Manila, I'm back! And just minutes after I stepped home, we (mom, kuya and ron) sprint our way to Bulacan. I was wishing to go there straight from Benguet but my pack is all wet and I have to unpack all my stuff to avoid any further damage.
The climb in general is very exciting, we experienced a lot of surprises. The team is composed of different groups and some free lance mountaineers and half of the team members are first timers to Mount Pulag (including me) and soe others have only passed the other trail. Personally, I could see many flaws in this climb: we were not able to work as a team, it's like we just accidentally met up there and got the same climb schedule. Or maybe I'm just not at ease climbing not with my team (COMPASS Inc.). But generally, I enjoyed the climbed and learned a lot of lessons: tidbits of lessons learned the hard way. And it looks like I have to review my BMC before I go for my next climb (whenever that is).

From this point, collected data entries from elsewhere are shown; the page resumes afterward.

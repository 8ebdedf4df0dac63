//! End-to-end traversal over multi-module registries.

use std::rc::Rc;

use indexmap::IndexMap;
use stitch_parse::log;
use wgsl_stitch::{
    assign_unique_names, collect_refs, DeclIdx, FoundRef, GeneratorExport, GeneratorModule,
    Registry, RegistryParams,
};

fn registry(sources: &[(&str, &str)]) -> Registry {
    let wgsl: IndexMap<String, String> = sources
        .iter()
        .map(|(path, src)| (path.to_string(), src.to_string()))
        .collect();
    Registry::new(RegistryParams {
        wgsl,
        ..Default::default()
    })
}

fn ref_names(registry: &Registry, refs: &[FoundRef]) -> Vec<(String, String)> {
    let parsed = registry.parsed();
    refs.iter()
        .map(|r| {
            let module = parsed.module(r.module()).name().to_string();
            let name = match r {
                FoundRef::Text(t) => parsed
                    .text_module(t.module)
                    .unwrap()
                    .decl_name(t.decl)
                    .to_string(),
                FoundRef::Gen(g) => g.name.clone(),
            };
            (module, name)
        })
        .collect()
}

#[test]
fn cross_module_import_resolves_in_order() {
    let registry = registry(&[
        (
            "main.wgsl",
            "import bar::foo; module main; fn main() { foo(); }",
        ),
        ("bar.wgsl", "module bar; export fn foo() { }"),
    ]);
    let root = registry.find_text_module("main").unwrap();
    let refs = collect_refs(root, registry.parsed());

    assert_eq!(
        ref_names(&registry, &refs),
        [
            ("main".to_string(), "main".to_string()),
            ("bar".to_string(), "foo".to_string()),
        ]
    );
    let FoundRef::Text(foo) = &refs[1] else {
        panic!("expected a text ref");
    };
    assert!(matches!(foo.decl, DeclIdx::Fn(_)));
}

#[test]
fn import_args_bind_export_params() {
    let registry = registry(&[
        (
            "main.wgsl",
            "import foo(u32) from ./file1; fn bar() { foo(8u); }",
        ),
        (
            "file1.wgsl",
            "import zap from ./file2; export(A) fn foo(a: A) { support(a); zap(); } fn support() {}",
        ),
        ("file2.wgsl", "export fn zap() {}"),
    ]);
    let root = registry.find_text_module("main").unwrap();
    let refs = collect_refs(root, registry.parsed());

    assert_eq!(
        ref_names(&registry, &refs),
        [
            ("main".to_string(), "bar".to_string()),
            ("file1".to_string(), "foo".to_string()),
            ("file1".to_string(), "support".to_string()),
            ("file2".to_string(), "zap".to_string()),
        ]
    );
    let info = refs[1].exp_info().expect("import carries exp info");
    assert_eq!(
        info.exp_imp_args,
        [("A".to_string(), "u32".to_string())]
    );
    // support is reached locally, without an import chain
    assert!(refs[2].exp_info().is_none());
}

#[test]
fn mutually_recursive_structs_terminate() {
    let registry = registry(&[(
        "main.wgsl",
        "struct A { a: A, b: B } struct B { f: f32 }",
    )]);
    let root = registry.find_text_module("main").unwrap();
    let ((), lines) = log::capture(|| {
        let refs = collect_refs(root, registry.parsed());
        let names: Vec<_> = ref_names(&registry, &refs)
            .into_iter()
            .map(|(_, name)| name)
            .collect();
        assert_eq!(names, ["A", "B"]);
    });
    assert!(lines.is_empty(), "unexpected diagnostics: {lines:?}");
}

#[test]
fn call_back_pointers_are_set() {
    let registry = registry(&[
        ("main.wgsl", "import bar::foo; fn main() { foo(); }"),
        ("bar.wgsl", "module bar; export fn foo() { }"),
    ]);
    let root = registry.find_text_module("main").unwrap();
    let parsed = registry.parsed();
    collect_refs(root, parsed);

    let main = parsed.text_module(root).unwrap();
    let call = &main.fns[0].calls[0];
    let resolved = call.resolved.get().expect("back-pointer filled");
    assert_eq!(parsed.module(resolved.module()).name(), "bar");
}

#[test]
fn generator_refs_terminate_traversal() {
    let mut wgsl = IndexMap::new();
    wgsl.insert(
        "main.wgsl".to_string(),
        "import gen::rand; fn main() { rand(); }".to_string(),
    );
    let generator = GeneratorModule {
        name: "gen".to_string(),
        exports: vec![GeneratorExport {
            name: "rand".to_string(),
            params: vec![],
            generate: Rc::new(|_| "fn rand() -> u32 { return 4u; }".to_string()),
        }],
    };
    let registry = Registry::new(RegistryParams {
        wgsl,
        generators: vec![generator],
        ..Default::default()
    });
    let root = registry.find_text_module("main").unwrap();
    let refs = collect_refs(root, registry.parsed());

    assert_eq!(refs.len(), 2);
    let FoundRef::Gen(gen) = &refs[1] else {
        panic!("expected a generator ref");
    };
    assert_eq!(gen.name, "rand");
}

#[test]
fn colliding_names_get_numbered() {
    let registry = registry(&[
        (
            "main.wgsl",
            "import lib::helper; module main; fn main() { helper(); } fn helper() { }",
        ),
        ("lib.wgsl", "module lib; export fn helper() { }"),
    ]);
    let root = registry.find_text_module("main").unwrap();
    let parsed = registry.parsed();
    let mut refs = collect_refs(root, parsed);
    assign_unique_names(&mut refs, parsed, root);

    // root declarations keep their names
    assert!(refs[0].rename().is_none());
    let imported = refs
        .iter()
        .find(|r| parsed.module(r.module()).name() == "lib")
        .unwrap();
    assert_eq!(imported.rename(), Some("helper0"));
}

#[test]
fn as_rename_becomes_proposed_name() {
    let registry = registry(&[
        (
            "main.wgsl",
            "import lib::helper as util; fn main() { util(); }",
        ),
        ("lib.wgsl", "module lib; export fn helper() { }"),
    ]);
    let root = registry.find_text_module("main").unwrap();
    let parsed = registry.parsed();
    let mut refs = collect_refs(root, parsed);
    assert_eq!(refs[1].proposed_name(), "util");
    assign_unique_names(&mut refs, parsed, root);
    // the final name differs from the declared `helper`, so it is a rename
    assert_eq!(refs[1].rename(), Some("util"));
}

#[test]
fn unresolved_reference_logs_and_continues() {
    let registry = registry(&[("main.wgsl", "fn main() { missing(); other(); } fn other() {}")]);
    let root = registry.find_text_module("main").unwrap();
    let (refs, lines) = log::capture(|| collect_refs(root, registry.parsed()));

    assert!(lines
        .iter()
        .any(|l| l.contains("reference not found: missing")));
    // traversal still reached `other`
    assert!(ref_names(&registry, &refs)
        .iter()
        .any(|(_, name)| name == "other"));
}

#[test]
fn missing_export_logs_at_resolve_time() {
    let registry = registry(&[
        ("main.wgsl", "import bar::nope; fn main() { }"),
        ("bar.wgsl", "module bar; export fn foo() { }"),
    ]);
    let root = registry.find_text_module("main").unwrap();
    let ((), lines) = log::capture(|| {
        collect_refs(root, registry.parsed());
    });
    assert!(lines
        .iter()
        .any(|l| l.contains("export not found for import `bar/nope` in module `main`")));
}

#[test]
fn param_count_mismatch_logs_at_both_sites() {
    let registry = registry(&[
        (
            "main.wgsl",
            "import foo(u32, f32) from ./lib; fn main() { foo(); }",
        ),
        ("lib.wgsl", "export(A) fn foo(a: A) { }"),
    ]);
    let root = registry.find_text_module("main").unwrap();
    let (refs, lines) = log::capture(|| collect_refs(root, registry.parsed()));

    let mismatches = lines
        .iter()
        .filter(|l| l.contains("parameter count mismatch"))
        .count();
    assert_eq!(mismatches, 2);
    // traversal proceeds with the shorter pairing
    let info = refs[1].exp_info().unwrap();
    assert_eq!(info.exp_imp_args, [("A".to_string(), "u32".to_string())]);
}

#[test]
fn conditions_strip_declarations_before_linking() {
    let mut wgsl = IndexMap::new();
    wgsl.insert(
        "main.wgsl".to_string(),
        "#if debug\nfn debug_draw() { }\n#endif\nfn main() { }".to_string(),
    );
    let registry = Registry::new(RegistryParams {
        wgsl,
        conditions: [("debug".to_string(), false)].into_iter().collect(),
        ..Default::default()
    });
    let root = registry.find_text_module("main").unwrap();
    let parsed = registry.parsed();
    let main = parsed.text_module(root).unwrap();
    assert_eq!(main.fns.len(), 1);
    assert_eq!(main.fns[0].name, "main");
}

#[test]
fn multi_leaf_import_resolves_each() {
    let registry = registry(&[
        (
            "main.wgsl",
            "import lib::{light, shadow}; fn main() { light(); shadow(); }",
        ),
        (
            "lib.wgsl",
            "module lib; export fn light() { } export fn shadow() { }",
        ),
    ]);
    let root = registry.find_text_module("main").unwrap();
    let refs = collect_refs(root, registry.parsed());
    let names: Vec<_> = ref_names(&registry, &refs)
        .into_iter()
        .map(|(_, n)| n)
        .collect();
    assert_eq!(names, ["main", "light", "shadow"]);
}

#[test]
fn extends_pulls_in_exported_struct() {
    let registry = registry(&[
        (
            "main.wgsl",
            "#extends Mixin from ./lib\nstruct S { x: f32 }",
        ),
        ("lib.wgsl", "export struct Mixin { y: f32 }"),
    ]);
    let root = registry.find_text_module("main").unwrap();
    let refs = collect_refs(root, registry.parsed());
    let names: Vec<_> = ref_names(&registry, &refs)
        .into_iter()
        .map(|(_, n)| n)
        .collect();
    assert_eq!(names, ["S", "Mixin"]);
}

#[test]
fn nested_module_paths_resolve() {
    let registry = registry(&[
        (
            "main.wgsl",
            "import shaders::util::clampish; fn main() { clampish(); }",
        ),
        (
            "shaders/util.wgsl",
            "module shaders::util; export fn clampish() { }",
        ),
    ]);
    let root = registry.find_text_module("main").unwrap();
    let refs = collect_refs(root, registry.parsed());
    assert_eq!(
        ref_names(&registry, &refs),
        [
            ("main".to_string(), "main".to_string()),
            ("shaders/util".to_string(), "clampish".to_string()),
        ]
    );
}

I got bored on the second day when we reached the mossy forest that I took a slower pace because of the boring sight plus the fact that I did not physically prepared myself for this. I was convincing Ansbert our TL to pitch tent inside the mossy forest but he wants to pursue the saddle, so we went on. When we reached the first hill, I feel like giving up. I want to retreat to the forest and pitch. The wind is getting stronger and colder. When we reached the second hill, we heard shoutings which we barely can't decipher, in that instant our mountain guide just arrived. I lead him to the shouting crowd to assist them and told him that we're alright and that we can make it to the saddle. I really am not alright but the scenario that someone's not in good condition as I am convinced me that I am alright. Sherwin and I continued our way to the saddle, right now I could still feel the rush of the cold air that's blowing us to the cliffs. When we reached the saddle I learned that the ones shouting at us are members of our team. I wish to go back to them and do my responsibility as the team first aider but my chilling can't stop. I'm all wet and going back might mean getting blown by the strong winds. We stayed inside our guides' tent and prayed for the winds to stop. We waited until we got the strength to brave the storm and pitch our own tent.  
The morning came, everyone's okay now although most of our things are wet. We started our descent late and everything in the time table follows late. At least we made it home complete. No one's left and all is safe.